Who is Leading Education?
Building bridges that are strong enough to hold difficult conversations takes time. I am grateful we all took first steps, I am more optimistic and full of hope for the future 🔥
I shared few insights from The Industrial Revolution and its impact on education, the rise of standardized testing to slowness as a pedagogical right.
I deeply belive in dialogue, when business shares practical insight, government provides direction and stability, education shapes future generations, and science offers evidence and innovation, we can create solutions that are not only ambitious, but sustainable and humane.
My Time Capsule message for 2025:
One practice we must stop.
Please stop designing learning around what is easiest to test, track, or automate. Being efficient is not the same as truly understanding! The future does not need faster learners. It needs wiser ones!
What must never be sacrificed – even as technology and systems evolve?
Let technology open doors, help us on the way, but never let it decide what it means to think deeply, communicate clearly, or act responsibly. Human connection and critical thinking at all costs!

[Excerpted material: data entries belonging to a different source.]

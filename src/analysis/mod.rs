pub mod fallback;
pub mod gateway;
pub mod types;

pub use gateway::{AnalysisGateway, AnalysisTransport, Endpoint, HttpTransport};
pub use types::{
    grade_for_score, MetricsFailurePolicy, MetricsOutcome, MetricsResult, OverlayImage,
    ServiceHealth,
};
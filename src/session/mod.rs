pub mod controller;
pub mod state;
mod units;

pub use controller::SessionController;
pub use state::{CurrentAnalysis, SessionEvent, SessionPhase, SessionSnapshot, SessionState};
pub mod analysis;
pub mod cli;
pub mod config;
pub mod device;
pub mod exercise;
pub mod history;
pub mod overlay;
pub mod sampler;
pub mod scheduler;
pub mod session;
mod utils;

#[cfg(test)]
mod testing;

use clap::Parser;

pub use analysis::{AnalysisGateway, MetricsFailurePolicy, MetricsOutcome, MetricsResult};
pub use config::SessionConfig;
pub use device::{CameraBackend, DeviceState, PatternCamera};
pub use session::{SessionController, SessionEvent, SessionPhase, SessionSnapshot};

pub fn run() -> anyhow::Result<()> {
    let cli = cli::Cli::parse();

    // Initialize logging (reads RUST_LOG env var)
    let default_level = if config::debug_mode() {
        log::LevelFilter::Debug
    } else {
        log::LevelFilter::Info
    };
    env_logger::Builder::from_default_env()
        .filter_level(default_level)
        .init();

    log::info!("PhysioLens starting up...");

    let runtime = tokio::runtime::Runtime::new()?;
    runtime.block_on(cli::dispatch(cli))
}
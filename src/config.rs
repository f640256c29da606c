use std::{
    fs,
    path::{Path, PathBuf},
    time::Duration,
};

use anyhow::{Context, Result};
use log::warn;
use serde::{Deserialize, Serialize};

use crate::{
    analysis::MetricsFailurePolicy, device::VideoConstraints, history::DEFAULT_HISTORY_CAPACITY,
    sampler::DEFAULT_JPEG_QUALITY,
};

pub const CONFIG_PATH_ENV: &str = "PHYSIOLENS_CONFIG";
pub const SERVICE_URL_ENV: &str = "PHYSIOLENS_SERVICE_URL";
pub const DEBUG_ENV: &str = "PHYSIOLENS_DEBUG";

const DEFAULT_CONFIG_FILE: &str = "physiolens.json";

#[derive(Debug, Clone, Serialize, Deserialize, PartialEq)]
#[serde(rename_all = "camelCase", default)]
pub struct SessionConfig {
    pub service_url: String,
    pub overlay_period_ms: u64,
    pub metrics_period_ms: u64,
    pub history_capacity: usize,
    pub jpeg_quality: u8,
    /// No timeout when absent; a hung request then holds its job's in-flight slot.
    pub request_timeout_ms: Option<u64>,
    pub overlay_enabled_by_default: bool,
    pub metrics_failure_policy: MetricsFailurePolicy,
    pub video: VideoConstraints,
}

impl Default for SessionConfig {
    fn default() -> Self {
        Self {
            service_url: "http://localhost:8000/api".into(),
            overlay_period_ms: 200,
            metrics_period_ms: 2000,
            history_capacity: DEFAULT_HISTORY_CAPACITY,
            jpeg_quality: DEFAULT_JPEG_QUALITY,
            request_timeout_ms: None,
            overlay_enabled_by_default: true,
            metrics_failure_policy: MetricsFailurePolicy::Fallback,
            video: VideoConstraints::default(),
        }
    }
}

impl SessionConfig {
    /// Reads a JSON config file. A missing file yields defaults; an
    /// unparseable one is logged and also yields defaults.
    pub fn load(path: &Path) -> Result<Self> {
        if !path.exists() {
            return Ok(Self::default());
        }

        let contents = fs::read_to_string(path)
            .with_context(|| format!("Failed to read config from {}", path.display()))?;
        Ok(serde_json::from_str(&contents).unwrap_or_else(|err| {
            warn!("Ignoring malformed config {}: {err}", path.display());
            Self::default()
        }))
    }

    pub fn from_env() -> Result<Self> {
        let path = std::env::var(CONFIG_PATH_ENV)
            .map(PathBuf::from)
            .unwrap_or_else(|_| PathBuf::from(DEFAULT_CONFIG_FILE));
        let mut config = Self::load(&path)?;
        config.apply_overrides(|key| std::env::var(key).ok());
        Ok(config)
    }

    pub fn apply_overrides(&mut self, lookup: impl Fn(&str) -> Option<String>) {
        if let Some(url) = lookup(SERVICE_URL_ENV).filter(|value| !value.trim().is_empty()) {
            self.service_url = url.trim().to_string();
        }
    }

    pub fn save(&self, path: &Path) -> Result<()> {
        let serialized = serde_json::to_string_pretty(self)?;
        fs::write(path, serialized)
            .with_context(|| format!("Failed to write config to {}", path.display()))
    }

    pub fn overlay_period(&self) -> Duration {
        Duration::from_millis(self.overlay_period_ms.max(1))
    }

    pub fn metrics_period(&self) -> Duration {
        Duration::from_millis(self.metrics_period_ms.max(1))
    }

    pub fn request_timeout(&self) -> Option<Duration> {
        self.request_timeout_ms.map(Duration::from_millis)
    }
}

pub fn debug_mode() -> bool {
    std::env::var(DEBUG_ENV)
        .map(|value| value == "1" || value.eq_ignore_ascii_case("true"))
        .unwrap_or(false)
}

#[cfg(test)]
mod tests {
    use super::*;

    #[test]
    fn partial_file_keeps_defaults_for_missing_fields() {
        let config: SessionConfig =
            serde_json::from_str(r#"{"metricsPeriodMs": 500, "video": {"idealWidth": 1280}}"#)
                .unwrap();

        assert_eq!(config.metrics_period(), Duration::from_millis(500));
        assert_eq!(config.overlay_period(), Duration::from_millis(200));
        assert_eq!(config.video.ideal_width, 1280);
        assert_eq!(config.video.ideal_height, 480);
        assert_eq!(config.request_timeout(), None);
    }

    #[test]
    fn missing_file_yields_defaults() {
        let config = SessionConfig::load(Path::new("/nonexistent/physiolens.json")).unwrap();
        assert_eq!(config, SessionConfig::default());
    }

    #[test]
    fn service_url_override() {
        let mut config = SessionConfig::default();
        config.apply_overrides(|key| {
            (key == SERVICE_URL_ENV).then(|| "http://analysis.local:9000/api".to_string())
        });
        assert_eq!(config.service_url, "http://analysis.local:9000/api");

        config.apply_overrides(|_| Some("   ".to_string()));
        assert_eq!(config.service_url, "http://analysis.local:9000/api");
    }

    #[test]
    fn failure_policy_round_trips_by_name() {
        let config: SessionConfig =
            serde_json::from_str(r#"{"metricsFailurePolicy": "surface"}"#).unwrap();
        assert_eq!(config.metrics_failure_policy, MetricsFailurePolicy::Surface);
    }
}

Progress happens at the intersection.
Innovation thrives in collaboration.
The future belongs to those who build bridges, not silos.
If you believe that progress happens at the intersection, and that the future belongs to bridge-builders, these books are essential reading.
📘 The Medici Effect by Frans Johansson shows how breakthrough ideas emerge when disciplines, cultures, and industries collide. For me it’s a powerful reminder that innovation is not born in silos, but in courageous conversations across difference, exactly the kind of dialogue our time demands.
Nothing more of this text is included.